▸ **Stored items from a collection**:
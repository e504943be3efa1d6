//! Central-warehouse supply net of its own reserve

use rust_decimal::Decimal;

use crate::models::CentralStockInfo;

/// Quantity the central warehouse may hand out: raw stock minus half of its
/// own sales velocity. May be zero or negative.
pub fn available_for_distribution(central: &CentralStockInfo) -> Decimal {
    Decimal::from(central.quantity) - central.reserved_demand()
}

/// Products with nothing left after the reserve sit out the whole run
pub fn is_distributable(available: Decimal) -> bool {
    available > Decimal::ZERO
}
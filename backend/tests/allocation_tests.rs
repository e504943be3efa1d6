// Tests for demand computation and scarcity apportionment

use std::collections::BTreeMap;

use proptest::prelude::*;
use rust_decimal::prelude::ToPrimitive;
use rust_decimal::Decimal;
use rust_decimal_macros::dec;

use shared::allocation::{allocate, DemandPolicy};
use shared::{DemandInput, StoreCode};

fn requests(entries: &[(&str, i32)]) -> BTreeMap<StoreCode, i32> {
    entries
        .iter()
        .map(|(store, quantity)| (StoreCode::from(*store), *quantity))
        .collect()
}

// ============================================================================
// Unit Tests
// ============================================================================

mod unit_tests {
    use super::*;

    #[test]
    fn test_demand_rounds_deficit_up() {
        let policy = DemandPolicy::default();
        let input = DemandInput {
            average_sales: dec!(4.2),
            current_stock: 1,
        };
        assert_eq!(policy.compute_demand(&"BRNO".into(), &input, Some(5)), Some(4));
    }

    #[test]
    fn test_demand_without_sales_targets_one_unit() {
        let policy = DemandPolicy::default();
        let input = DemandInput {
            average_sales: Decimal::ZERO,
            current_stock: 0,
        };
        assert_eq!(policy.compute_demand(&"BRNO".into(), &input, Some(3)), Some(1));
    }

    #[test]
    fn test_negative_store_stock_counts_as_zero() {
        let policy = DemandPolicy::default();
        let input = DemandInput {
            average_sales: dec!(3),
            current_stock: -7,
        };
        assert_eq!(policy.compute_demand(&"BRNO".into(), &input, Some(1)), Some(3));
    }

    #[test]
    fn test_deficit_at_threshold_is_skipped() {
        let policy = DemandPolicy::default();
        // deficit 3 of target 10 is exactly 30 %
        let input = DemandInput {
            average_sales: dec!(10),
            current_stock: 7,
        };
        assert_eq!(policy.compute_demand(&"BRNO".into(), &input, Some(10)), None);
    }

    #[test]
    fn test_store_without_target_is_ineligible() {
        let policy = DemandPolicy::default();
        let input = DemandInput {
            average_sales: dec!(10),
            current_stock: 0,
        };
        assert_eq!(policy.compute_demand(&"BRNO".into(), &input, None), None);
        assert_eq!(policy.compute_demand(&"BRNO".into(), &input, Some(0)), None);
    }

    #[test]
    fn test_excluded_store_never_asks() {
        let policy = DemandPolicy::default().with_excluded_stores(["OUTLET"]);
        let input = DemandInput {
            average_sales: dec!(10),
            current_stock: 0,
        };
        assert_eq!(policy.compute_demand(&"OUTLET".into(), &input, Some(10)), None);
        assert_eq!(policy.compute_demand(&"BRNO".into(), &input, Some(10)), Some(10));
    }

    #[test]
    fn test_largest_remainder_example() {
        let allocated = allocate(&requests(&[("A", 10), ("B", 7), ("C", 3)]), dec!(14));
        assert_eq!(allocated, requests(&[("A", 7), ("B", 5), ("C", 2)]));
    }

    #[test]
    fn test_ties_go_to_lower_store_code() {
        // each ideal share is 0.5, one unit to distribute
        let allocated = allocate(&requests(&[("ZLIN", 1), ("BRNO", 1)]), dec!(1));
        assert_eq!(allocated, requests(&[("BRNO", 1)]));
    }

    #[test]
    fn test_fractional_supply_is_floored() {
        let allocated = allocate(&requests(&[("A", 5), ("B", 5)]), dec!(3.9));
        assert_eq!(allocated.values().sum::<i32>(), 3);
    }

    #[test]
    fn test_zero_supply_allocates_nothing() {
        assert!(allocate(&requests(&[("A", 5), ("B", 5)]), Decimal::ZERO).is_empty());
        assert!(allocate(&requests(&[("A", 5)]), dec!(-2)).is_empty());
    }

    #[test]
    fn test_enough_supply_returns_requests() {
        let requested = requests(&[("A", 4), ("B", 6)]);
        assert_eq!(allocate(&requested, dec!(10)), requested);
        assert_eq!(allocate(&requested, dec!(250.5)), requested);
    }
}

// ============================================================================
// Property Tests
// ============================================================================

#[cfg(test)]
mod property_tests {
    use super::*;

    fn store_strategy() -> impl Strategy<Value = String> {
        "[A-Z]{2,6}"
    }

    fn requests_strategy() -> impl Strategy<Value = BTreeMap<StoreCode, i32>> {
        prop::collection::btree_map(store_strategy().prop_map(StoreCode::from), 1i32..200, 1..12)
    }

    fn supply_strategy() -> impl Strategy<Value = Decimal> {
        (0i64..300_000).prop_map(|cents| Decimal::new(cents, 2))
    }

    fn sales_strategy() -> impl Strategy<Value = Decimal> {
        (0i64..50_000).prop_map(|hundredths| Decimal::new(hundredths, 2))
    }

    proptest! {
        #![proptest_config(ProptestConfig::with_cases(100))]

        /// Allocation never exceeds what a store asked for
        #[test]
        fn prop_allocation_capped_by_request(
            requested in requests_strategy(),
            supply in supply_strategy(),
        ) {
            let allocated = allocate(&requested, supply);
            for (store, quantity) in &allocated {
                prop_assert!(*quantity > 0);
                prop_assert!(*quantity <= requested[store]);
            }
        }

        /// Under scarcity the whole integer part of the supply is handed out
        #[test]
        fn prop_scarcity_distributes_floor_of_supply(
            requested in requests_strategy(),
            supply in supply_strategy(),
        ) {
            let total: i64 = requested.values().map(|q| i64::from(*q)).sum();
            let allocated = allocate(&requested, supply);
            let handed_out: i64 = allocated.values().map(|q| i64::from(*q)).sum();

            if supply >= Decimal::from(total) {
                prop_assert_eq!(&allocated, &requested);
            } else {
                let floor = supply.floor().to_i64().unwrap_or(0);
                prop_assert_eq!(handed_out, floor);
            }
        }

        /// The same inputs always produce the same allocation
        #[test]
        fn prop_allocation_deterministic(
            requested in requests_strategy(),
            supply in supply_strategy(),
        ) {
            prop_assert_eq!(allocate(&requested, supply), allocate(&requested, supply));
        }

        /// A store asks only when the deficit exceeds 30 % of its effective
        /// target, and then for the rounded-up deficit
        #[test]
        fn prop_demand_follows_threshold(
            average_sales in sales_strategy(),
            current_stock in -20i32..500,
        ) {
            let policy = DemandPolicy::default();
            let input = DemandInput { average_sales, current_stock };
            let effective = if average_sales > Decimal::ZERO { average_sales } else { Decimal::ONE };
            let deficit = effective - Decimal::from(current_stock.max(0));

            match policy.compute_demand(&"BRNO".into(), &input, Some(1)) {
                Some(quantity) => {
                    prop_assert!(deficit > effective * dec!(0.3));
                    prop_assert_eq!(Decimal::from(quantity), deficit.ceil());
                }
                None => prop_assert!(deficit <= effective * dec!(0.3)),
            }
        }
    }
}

▸ **EXERCISE**: What you need to do is retype all the entries exactly as written.

▸ **SOLUTION FOR THIS EXERCISE**:
repository e504943be3efa1d6
//! Central-warehouse supply net of its own reserve

use rust_decimal::Decimal;

use crate::models::CentralStockInfo;

/// Quantity the central warehouse may hand out: raw stock minus half of its
/// own sales velocity. May be zero or negative.
pub fn available_for_distribution(central: &CentralStockInfo) -> Decimal {
    Decimal::from(central.quantity) - central.reserved_demand()
}

/// Products with nothing left after the reserve sit out the whole run
pub fn is_distributable(available: Decimal) -> bool {
    available > Decimal::ZERO
}
filename backend/tests/allocation_tests.rs
repository e504943be3efa1d6
// Tests for demand computation and scarcity apportionment

use std::collections::BTreeMap;

use proptest::prelude::*;
use rust_decimal::prelude::ToPrimitive;
use rust_decimal::Decimal;
use rust_decimal_macros::dec;

use shared::allocation::{allocate, DemandPolicy};
use shared::{DemandInput, StoreCode};

fn requests(entries: &[(&str, i32)]) -> BTreeMap<StoreCode, i32> {
    entries
        .iter()
        .map(|(store, quantity)| (StoreCode::from(*store), *quantity))
        .collect()
}

// ============================================================================
// Unit Tests
// ============================================================================

mod unit_tests {
    use super::*;

    #[test]
    fn test_demand_rounds_deficit_up() {
        let policy = DemandPolicy::default();
        let input = DemandInput {
            average_sales: dec!(4.2),
            current_stock: 1,
        };
        assert_eq!(policy.compute_demand(&"BRNO".into(), &input, Some(5)), Some(4));
    }

    #[test]
    fn test_demand_without_sales_targets_one_unit() {
        let policy = DemandPolicy::default();
        let input = DemandInput {
            average_sales: Decimal::ZERO,
            current_stock: 0,
        };
        assert_eq!(policy.compute_demand(&"BRNO".into(), &input, Some(3)), Some(1));
    }

    #[test]
    fn test_negative_store_stock_counts_as_zero() {
        let policy = DemandPolicy::default();
        let input = DemandInput {
            average_sales: dec!(3),
            current_stock: -7,
        };
        assert_eq!(policy.compute_demand(&"BRNO".into(), &input, Some(1)), Some(3));
    }

    #[test]
    fn test_deficit_at_threshold_is_skipped() {
        let policy = DemandPolicy::default();
        // deficit 3 of target 10 is exactly 30 %
        let input = DemandInput {
            average_sales: dec!(10),
            current_stock: 7,
        };
        assert_eq!(policy.compute_demand(&"BRNO".into(), &input, Some(10)), None);
    }

    #[test]
    fn test_store_without_target_is_ineligible() {
        let policy = DemandPolicy::default();
        let input = DemandInput {
            average_sales: dec!(10),
            current_stock: 0,
        };
        assert_eq!(policy.compute_demand(&"BRNO".into(), &input, None), None);
        assert_eq!(policy.compute_demand(&"BRNO".into(), &input, Some(0)), None);
    }

    #[test]
    fn test_excluded_store_never_asks() {
        let policy = DemandPolicy::default().with_excluded_stores(["OUTLET"]);
        let input = DemandInput {
            average_sales: dec!(10),
            current_stock: 0,
        };
        assert_eq!(policy.compute_demand(&"OUTLET".into(), &input, Some(10)), None);
        assert_eq!(policy.compute_demand(&"BRNO".into(), &input, Some(10)), Some(10));
    }

    #[test]
    fn test_largest_remainder_example() {
        let allocated = allocate(&requests(&[("A", 10), ("B", 7), ("C", 3)]), dec!(14));
        assert_eq!(allocated, requests(&[("A", 7), ("B", 5), ("C", 2)]));
    }

    #[test]
    fn test_ties_go_to_lower_store_code() {
        // each ideal share is 0.5, one unit to distribute
        let allocated = allocate(&requests(&[("ZLIN", 1), ("BRNO", 1)]), dec!(1));
        assert_eq!(allocated, requests(&[("BRNO", 1)]));
    }

    #[test]
    fn test_fractional_supply_is_floored() {
        let allocated = allocate(&requests(&[("A", 5), ("B", 5)]), dec!(3.9));
        assert_eq!(allocated.values().sum::<i32>(), 3);
    }

    #[test]
    fn test_zero_supply_allocates_nothing() {
        assert!(allocate(&requests(&[("A", 5), ("B", 5)]), Decimal::ZERO).is_empty());
        assert!(allocate(&requests(&[("A", 5)]), dec!(-2)).is_empty());
    }

    #[test]
    fn test_enough_supply_returns_requests() {
        let requested = requests(&[("A", 4), ("B", 6)]);
        assert_eq!(allocate(&requested, dec!(10)), requested);
        assert_eq!(allocate(&requested, dec!(250.5)), requested);
    }
}

// ============================================================================
// Property Tests
// ============================================================================

#[cfg(test)]
mod property_tests {
    use super::*;

    fn store_strategy() -> impl Strategy<Value = String> {
        "[A-Z]{2,6}"
    }

    fn requests_strategy() -> impl Strategy<Value = BTreeMap<StoreCode, i32>> {
        prop::collection::btree_map(store_strategy().prop_map(StoreCode::from), 1i32..200, 1..12)
    }

    fn supply_strategy() -> impl Strategy<Value = Decimal> {
        (0i64..300_000).prop_map(|cents| Decimal::new(cents, 2))
    }

    fn sales_strategy() -> impl Strategy<Value = Decimal> {
        (0i64..50_000).prop_map(|hundredths| Decimal::new(hundredths, 2))
    }

    proptest! {
        #![proptest_config(ProptestConfig::with_cases(100))]

        /// Allocation never exceeds what a store asked for
        #[test]
        fn prop_allocation_capped_by_request(
            requested in requests_strategy(),
            supply in supply_strategy(),
        ) {
            let allocated = allocate(&requested, supply);
            for (store, quantity) in &allocated {
                prop_assert!(*quantity > 0);
                prop_assert!(*quantity <= requested[store]);
            }
        }

        /// Under scarcity the whole integer part of the supply is handed out
        #[test]
        fn prop_scarcity_distributes_floor_of_supply(
            requested in requests_strategy(),
            supply in supply_strategy(),
        ) {
            let total: i64 = requested.values().map(|q| i64::from(*q)).sum();
            let allocated = allocate(&requested, supply);
            let handed_out: i64 = allocated.values().map(|q| i64::from(*q)).sum();

            if supply >= Decimal::from(total) {
                prop_assert_eq!(&allocated, &requested);
            } else {
                let floor = supply.floor().to_i64().unwrap_or(0);
                prop_assert_eq!(handed_out, floor);
            }
        }

        /// The same inputs always produce the same allocation
        #[test]
        fn prop_allocation_deterministic(
            requested in requests_strategy(),
            supply in supply_strategy(),
        ) {
            prop_assert_eq!(allocate(&requested, supply), allocate(&requested, supply));
        }

        /// A store asks only when the deficit exceeds 30 % of its effective
        /// target, and then for the rounded-up deficit
        #[test]
        fn prop_demand_follows_threshold(
            average_sales in sales_strategy(),
            current_stock in -20i32..500,
        ) {
            let policy = DemandPolicy::default();
            let input = DemandInput { average_sales, current_stock };
            let effective = if average_sales > Decimal::ZERO { average_sales } else { Decimal::ONE };
            let deficit = effective - Decimal::from(current_stock.max(0));

            match policy.compute_demand(&"BRNO".into(), &input, Some(1)) {
                Some(quantity) => {
                    prop_assert!(deficit > effective * dec!(0.3));
                    prop_assert_eq!(Decimal::from(quantity), deficit.ceil());
                }
                None => prop_assert!(deficit <= effective * dec!(0.3)),
            }
        }
    }
}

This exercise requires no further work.